What to do - Copy out each line of the data that holds the string "shutdown".

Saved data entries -

use clap::Parser;
use log::info;

use std::error::Error;
use std::path::Path;
use std::sync::atomic::AtomicBool;
use std::sync::Arc;

use shmcache::cache::{self, CacheContext, CachedConfig};
use shmcache::shutdown::install_drain_handler;
use shmcache::store::FileStore;

#[derive(Parser)]
#[clap(name = "shmcached", about = "Cache process for the shared-memory file cache")]
struct Opts {
    #[clap(short = 'c', long = "config", default_value = "shmcached.toml")]
    config: String,
    #[clap(short = 'm', long = "store-map")]
    store_map: Option<String>,
    #[clap(short = 't', long = "thread-count")]
    thread_count: Option<usize>,
    #[clap(short = 'd', long = "delay")]
    lookup_delay_us: Option<u64>,
}

fn main() -> Result<(), Box<dyn Error>> {
    env_logger::Builder::from_env(env_logger::Env::default().default_filter_or("info")).init();

    let opts: Opts = Opts::parse();
    let mut cfg: CachedConfig = confy::load_path(&opts.config)?;
    if let Some(map) = opts.store_map {
        cfg.store_map = map;
    }
    if let Some(threads) = opts.thread_count {
        cfg.worker_threads = threads;
    }
    if let Some(delay) = opts.lookup_delay_us {
        cfg.lookup_delay_us = delay;
    }
    cfg.validate()?;

    let store = Arc::new(FileStore::load(
        Path::new(&cfg.store_map),
        cfg.lookup_delay_us,
    )?);
    info!("store map {} holds {} entries", cfg.store_map, store.len());

    let shutdown = Arc::new(AtomicBool::new(false));
    install_drain_handler(Arc::clone(&shutdown), || {})?;

    let ctx = Arc::new(CacheContext {
        store,
        ipc: cfg.ipc.clone(),
        shutdown,
    });
    cache::run(ctx, cfg.worker_threads)?;
    info!("cache drained, channel removed");
    Ok(())
}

Answer for the task -
use shmcache::shutdown::install_drain_handler;
    let shutdown = Arc::new(AtomicBool::new(false));
    install_drain_handler(Arc::clone(&shutdown), || {})?;
        shutdown,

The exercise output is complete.